The new layout of the apartment is divided into three parts corresponding to the three floors. The middle entrance floor serves for common activities and gathering of the family in the large living space with an open kitchen corner. From this common area the staircase leads to private parts – a half floor down to the area of children, a half way up to the rooms of parents.
The living space has been purposely left open and undivided. The interior continues outside through a glass wall with large sliding panels to an outdoor terrace and the spacious feeling is enhanced by the generous view over the city. The main feature of the living space is the wooden wall unit that includes facilities both for the lounge and the kitchen. Its uniform look is marked only by a few openings – at one end there is a TV niche, a fireplace and an in-built bar and fitted kitchen units with a desktop in a niche at the other. By putting all necessary equipment to one side of the room we could leave the opposite wall free as a display for paintings. The kitchen part is designed in the way that it can be hidden when not in use, so it doesn’t visually disturb the lounge area – a wooden door can cover a set of appliances, sliding panels of white corian can close the shelving behind the desk in the opening. The kitchen island with cladding in carrara marble stands out in the space as a jewel. For practical reasons the kitchen is complemented by a separate storage room with a desk where all messy things can be made out of sight. The entrance corridor is divided only partially by white vertical slats, so the daylight gets in and even reflects in the glossy surface of closet doors. The slatted partition, the wooden wall unit and the general openness evoke together the mood of American 50s and 60s, which is supported by the selection of furniture including several design icons.
Diagram 1
On the way down, the staircase leads to a small hall in front of the children bedrooms that can be used as an extended playroom. The bedrooms are also connected by a sliding door and both have glazed walls with an access to a common outdoor terrace that continues into a garden.

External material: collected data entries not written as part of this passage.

//! SDK globals and the adapters that call them.
//!
//! The vendor SDK is loaded by a separate script and shows up as window globals:
//! `cdApi` in direct mode, `bcClient` (+ `bcClientConfiguration`) in hybrid mode.
//! The collaborator traits ([`CdApi`], [`BcClient`], [`ClientHandle`]) describe those
//! objects; [`SdkGlobals`] holds whichever are currently installed.
//!
//! Adapters wrap the globals behind [`SessionSdk`]. Every adapter call is guarded:
//!
//! - global missing → one `warn!`, [`CallOutcome::Unavailable`]
//! - the SDK returns a fault → one `error!`, [`CallOutcome::Failed`]
//!
//! Nothing propagates to the caller; outcomes exist so tests and hosts can see
//! what happened without inspecting logs.

mod direct;
mod hybrid;
mod listener;
mod loader;
mod stubs;

use std::cell::RefCell;
use std::rc::Rc;

use bcsdk_protocol::{ClientConfiguration, DirectConfiguration, OutboundMessage};
use serde::Serialize;
use tracing::{debug, error, warn};

use crate::document::{Document, IS_HYBRID_META};
use crate::error::{BridgeError, SdkFault};

pub use direct::{DirectAdapter, MessageSink, WindowCdApi};
pub use hybrid::HybridAdapter;
pub use listener::{dispatch_inbound, InboundListener, PendingSession, StateChangeListener};
pub use loader::install_sdk_globals;
pub use stubs::{RecordingBcClient, RecordingSink, SdkCall};

// ─────────────────────────────────────────────────────────────────────────────
// Collaborator traits
// ─────────────────────────────────────────────────────────────────────────────

/// The direct-mode `window.cdApi` object.
pub trait CdApi {
    fn get_configurations(&self) -> Result<DirectConfiguration, SdkFault>;
    fn post_message(&self, message: OutboundMessage) -> Result<(), SdkFault>;
    fn change_context(&self, context: &str) -> Result<(), SdkFault>;
    fn start_new_session(&self, csid: &str) -> Result<(), SdkFault>;
    fn set_customer_session_id(&self, csid: &str) -> Result<(), SdkFault>;
    fn set_customer_brand(&self, brand: &str) -> Result<(), SdkFault>;
}

/// The hybrid-mode `window.bcClient` object.
pub trait BcClient {
    fn start(
        &self,
        collector_url: &str,
        tenant_id: &str,
        csid: &str,
        configuration: &ClientConfiguration,
        protocol_version: u32,
    ) -> Result<(), SdkFault>;
    fn set_customer_session_id(&self, csid: &str) -> Result<(), SdkFault>;
    fn change_context(&self, context: &str) -> Result<(), SdkFault>;
    fn set_customer_brand(&self, brand: &str) -> Result<(), SdkFault>;
    fn pause_collection(&self) -> Result<(), SdkFault>;
    fn resume_collection(&self) -> Result<(), SdkFault>;

    /// Inner client handle; only present once the client has started.
    fn client(&self) -> Option<Rc<dyn ClientHandle>>;
}

/// `bcClient.client`
pub trait ClientHandle {
    fn flush(&self) -> Result<(), SdkFault>;
}

// ─────────────────────────────────────────────────────────────────────────────
// Window slots
// ─────────────────────────────────────────────────────────────────────────────

#[derive(Default)]
struct Slots {
    cd_api: Option<Rc<dyn CdApi>>,
    bc_client: Option<Rc<dyn BcClient>>,
    client_configuration: Option<ClientConfiguration>,
}

/// The window's SDK globals. Clones share slots, so a script installing a global
/// later is seen by adapters created earlier.
#[derive(Clone, Default)]
pub struct SdkGlobals {
    slots: Rc<RefCell<Slots>>,
}

impl std::fmt::Debug for SdkGlobals {
    fn fmt(&self, f: &mut std::fmt::Formatter<'_>) -> std::fmt::Result {
        let slots = self.slots.borrow();
        f.debug_struct("SdkGlobals")
            .field("cd_api", &slots.cd_api.is_some())
            .field("bc_client", &slots.bc_client.is_some())
            .field("client_configuration", &slots.client_configuration.is_some())
            .finish()
    }
}

impl SdkGlobals {
    pub fn new() -> Self {
        Self::default()
    }

    pub fn install_cd_api(&self, cd_api: Rc<dyn CdApi>) {
        self.slots.borrow_mut().cd_api = Some(cd_api);
    }

    pub fn remove_cd_api(&self) {
        self.slots.borrow_mut().cd_api = None;
    }

    pub fn cd_api(&self) -> Option<Rc<dyn CdApi>> {
        self.slots.borrow().cd_api.clone()
    }

    pub fn install_bc_client(&self, bc_client: Rc<dyn BcClient>) {
        self.slots.borrow_mut().bc_client = Some(bc_client);
    }

    pub fn remove_bc_client(&self) {
        self.slots.borrow_mut().bc_client = None;
    }

    pub fn bc_client(&self) -> Option<Rc<dyn BcClient>> {
        self.slots.borrow().bc_client.clone()
    }

    pub fn install_client_configuration(&self, configuration: ClientConfiguration) {
        self.slots.borrow_mut().client_configuration = Some(configuration);
    }

    pub fn client_configuration(&self) -> Option<ClientConfiguration> {
        self.slots.borrow().client_configuration.clone()
    }
}

// ─────────────────────────────────────────────────────────────────────────────
// Common capability
// ─────────────────────────────────────────────────────────────────────────────

#[derive(Debug, Clone, Copy, PartialEq, Eq, Serialize)]
#[serde(rename_all = "snake_case")]
pub enum DeliveryMode {
    Direct,
    Hybrid,
}

impl DeliveryMode {
    pub fn as_str(&self) -> &'static str {
        match self {
            DeliveryMode::Direct => "direct",
            DeliveryMode::Hybrid => "hybrid",
        }
    }
}

impl std::fmt::Display for DeliveryMode {
    fn fmt(&self, f: &mut std::fmt::Formatter<'_>) -> std::fmt::Result {
        f.write_str(self.as_str())
    }
}

#[derive(Debug, Clone, PartialEq, Eq)]
pub enum CallOutcome {
    Delivered,
    Unavailable { global: &'static str },
    Failed { operation: &'static str, fault: SdkFault },
}

impl CallOutcome {
    pub fn is_delivered(&self) -> bool {
        matches!(self, CallOutcome::Delivered)
    }

    /// For hosts that want `?`: the already-logged outcome as a [`BridgeError`].
    pub fn into_result(self) -> crate::error::Result<()> {
        match self {
            CallOutcome::Delivered => Ok(()),
            CallOutcome::Unavailable { global } => Err(BridgeError::SdkMissing {
                global: global.to_string(),
            }),
            CallOutcome::Failed { operation, fault } => Err(BridgeError::SdkCall {
                operation: operation.to_string(),
                source: fault,
            }),
        }
    }
}

/// Operations both SDK variants support. Callers program against this, not the
/// concrete adapter.
pub trait SessionSdk {
    fn mode(&self) -> DeliveryMode;

    /// True when the SDK's root global is installed.
    fn is_available(&self) -> bool;

    fn set_customer_session_id(&self, csid: &str) -> CallOutcome;
    fn change_context(&self, context: &str) -> CallOutcome;
    fn set_customer_brand(&self, brand: &str) -> CallOutcome;
}

pub(crate) fn guarded<T: ?Sized>(
    global: &'static str,
    operation: &'static str,
    target: Option<Rc<T>>,
    call: impl FnOnce(&T) -> Result<(), SdkFault>,
) -> CallOutcome {
    let Some(target) = target else {
        warn!(global, operation, "SDK global does not exist");
        return CallOutcome::Unavailable { global };
    };

    match call(target.as_ref()) {
        Ok(()) => {
            debug!(global, operation, "SDK call delivered");
            CallOutcome::Delivered
        }
        Err(fault) => {
            error!(global, operation, error = %fault, "SDK call failed");
            CallOutcome::Failed { operation, fault }
        }
    }
}

// ─────────────────────────────────────────────────────────────────────────────
// Environment
// ─────────────────────────────────────────────────────────────────────────────

/// The SDK variant active on this page, chosen once at startup.
#[derive(Debug, Clone)]
pub enum Environment {
    Direct(DirectAdapter),
    Hybrid(HybridAdapter),
}

impl Environment {
    /// `isHybrid == "false"` selects direct mode; anything else (including a missing
    /// tag) selects the hybrid client.
    pub fn select(document: &Document, globals: &SdkGlobals) -> Self {
        if document.metatag_content(IS_HYBRID_META) == "false" {
            Environment::Direct(DirectAdapter::new(globals.clone()))
        } else {
            Environment::Hybrid(HybridAdapter::new(globals.clone()))
        }
    }

    pub fn mode(&self) -> DeliveryMode {
        match self {
            Environment::Direct(_) => DeliveryMode::Direct,
            Environment::Hybrid(_) => DeliveryMode::Hybrid,
        }
    }

    pub fn sdk(&self) -> Rc<dyn SessionSdk> {
        match self {
            Environment::Direct(adapter) => Rc::new(adapter.clone()),
            Environment::Hybrid(adapter) => Rc::new(adapter.clone()),
        }
    }

    pub fn as_direct(&self) -> Option<&DirectAdapter> {
        match self {
            Environment::Direct(adapter) => Some(adapter),
            Environment::Hybrid(_) => None,
        }
    }

    pub fn as_hybrid(&self) -> Option<&HybridAdapter> {
        match self {
            Environment::Hybrid(adapter) => Some(adapter),
            Environment::Direct(_) => None,
        }
    }
}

Both bedrooms are marked by unique wall illustrations by the talented illustrator Michal Bacak. The children share walk-in closet in pale colours and the bathroom with playful tiles decor. Other doors from the hall lead to a separate toilet that can be used by guests and to a technical room. The parents have their privacy on the floor above the children, beside a small home office there is mainly a bedroom connected with a walk-in closet and a large bathroom.

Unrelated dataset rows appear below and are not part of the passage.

//! The session record under one tab-storage key.
//!
//! Reads are forgiving: a missing, unreadable or corrupt record is "no session"
//! (corrupt data logs a warning). Writes report failures after logging them.

use std::rc::Rc;

use chrono::{DateTime, Utc};
use tracing::{error, warn};

use super::record::SessionRecord;
use crate::error::{BridgeError, Result};
use crate::storage::TabStorage;

#[derive(Clone)]
pub struct SessionStore {
    storage: Rc<dyn TabStorage>,
    key: String,
}

impl SessionStore {
    pub fn new(storage: Rc<dyn TabStorage>, key: impl Into<String>) -> Self {
        SessionStore {
            storage,
            key: key.into(),
        }
    }

    pub fn key(&self) -> &str {
        &self.key
    }

    /// Overwrites the stored record.
    pub fn store(&self, record: &SessionRecord) -> Result<()> {
        let result = serde_json::to_string(record)
            .map_err(|source| BridgeError::RecordEncode { source })
            .and_then(|json| self.storage.set_item(&self.key, &json));
        if let Err(err) = &result {
            error!(key = %self.key, error = %err, "Failed to store session record");
        }
        result
    }

    pub fn load(&self) -> Option<SessionRecord> {
        let raw = match self.storage.get_item(&self.key) {
            Ok(Some(raw)) => raw,
            Ok(None) => return None,
            Err(err) => {
                error!(key = %self.key, error = %err, "Failed to read session record");
                return None;
            }
        };

        match serde_json::from_str(&raw) {
            Ok(record) => Some(record),
            Err(err) => {
                warn!(key = %self.key, error = %err, "Ignoring corrupt session record");
                None
            }
        }
    }

    pub fn clear(&self) -> Result<()> {
        let result = self.storage.remove_item(&self.key);
        if let Err(err) = &result {
            error!(key = %self.key, error = %err, "Failed to clear session record");
        }
        result
    }
}

impl std::fmt::Debug for SessionStore {
    fn fmt(&self, f: &mut std::fmt::Formatter<'_>) -> std::fmt::Result {
        f.debug_struct("SessionStore").field("key", &self.key).finish()
    }
}

/// True while the record has seen activity within `timeout` of `now`.
pub fn is_valid(record: &SessionRecord, now: DateTime<Utc>, timeout: chrono::Duration) -> bool {
    record.idle_for(now) <= timeout
}
//! `session`: one lifecycle action against a tab whose storage survives between
//! invocations, the way `sessionStorage` survives a reload.

use std::path::PathBuf;
use std::rc::Rc;
use std::time::Duration;

use bcsdk_core::sdk::{install_sdk_globals, RecordingSink};
use bcsdk_core::{
    BridgeConfig, Document, Environment, EventLoop, FileStorage, SdkGlobals, SessionManager,
    StorageConfig, IS_HYBRID_META,
};
use clap::Subcommand;
use serde_json::json;
use tracing::info;

use crate::{emit, SimError};

#[derive(Debug, Subcommand)]
pub enum Action {
    /// Page load: restore or create the tab's session
    Init,
    /// User activity on the page
    Activity,
    /// Adopt a backend-issued session id after login
    Login {
        #[arg(value_name = "CSID")]
        csid: String,
    },
    /// End the session and start a replacement
    Logout,
    /// Print the stored record and whether it is still fresh
    Status,
}

pub fn run(
    config: &BridgeConfig,
    action: Action,
    storage_dir: Option<PathBuf>,
    tab: &str,
    idle_secs: u64,
) -> Result<(), SimError> {
    let storage_config = match storage_dir {
        Some(dir) => StorageConfig::with_root(dir),
        None => StorageConfig::from_home()?,
    };
    let tab_file = storage_config.tab_file(tab);
    let storage = Rc::new(FileStorage::new(&tab_file));

    let document = Document::new();
    document.set_meta(IS_HYBRID_META, "false");
    let globals = SdkGlobals::new();
    let sink = RecordingSink::new();
    install_sdk_globals(&document, &globals, &config.client, Rc::new(sink.clone()));
    let environment = Environment::select(&document, &globals);

    let event_loop = EventLoop::new();
    event_loop.advance(Duration::from_secs(idle_secs));
    let manager = SessionManager::new(
        &config.session,
        storage,
        environment.sdk(),
        event_loop.clone(),
    );
    info!(tab, path = %tab_file.display(), ?action, "Running session action");

    let result = match action {
        Action::Init => json!({
            "action": "init",
            "result": manager.initialize_application(),
        }),
        Action::Activity => json!({
            "action": "activity",
            "refreshed": manager.update_activity(),
        }),
        Action::Login { csid } => json!({
            "action": "login",
            "accepted": manager.handle_login(&csid),
        }),
        Action::Logout => json!({
            "action": "logout",
            "csid": manager.handle_logout(),
        }),
        Action::Status => {
            let record = manager.stored_record();
            json!({
                "action": "status",
                "fresh": manager.is_session_valid(record.as_ref()),
                "record": record,
            })
        }
    };

    // Let the grace-delayed id push happen before reporting.
    event_loop.advance(config.session.new_session_delay());

    emit(&result)?;
    for message in sink.messages() {
        emit(&json!({ "posted": message }))?;
    }
    Ok(())
}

The refurbishment changed substantially the layout of the apartment and its technical equipment including air-conditioning, the relatively low ceiling brought quite a challenge. We tried to reduce all visible components and ventilation grills were incorporated into the custom made furniture. As a reply to a dense technical equipment above the parents bathroom, we designed an atypical false slatted ceiling that includes ventilation, revision openings and lighting. It also supports an intimate atmosphere in the bathroom. The combination of tiles and wooden furniture is supplemented by aged brass fittings and brass cladding behind the mirror cabinet. The water taps are located precisely to match the fissures of the hexagonal tiles. In the children bathroom we used decorative tiles in an original pattern which gradually passes from the floor to walls around the bathtub. A large part of the interior consists of custom-made furniture and components that were designed specifically for the apartment and include details that support both the concept and a practical use.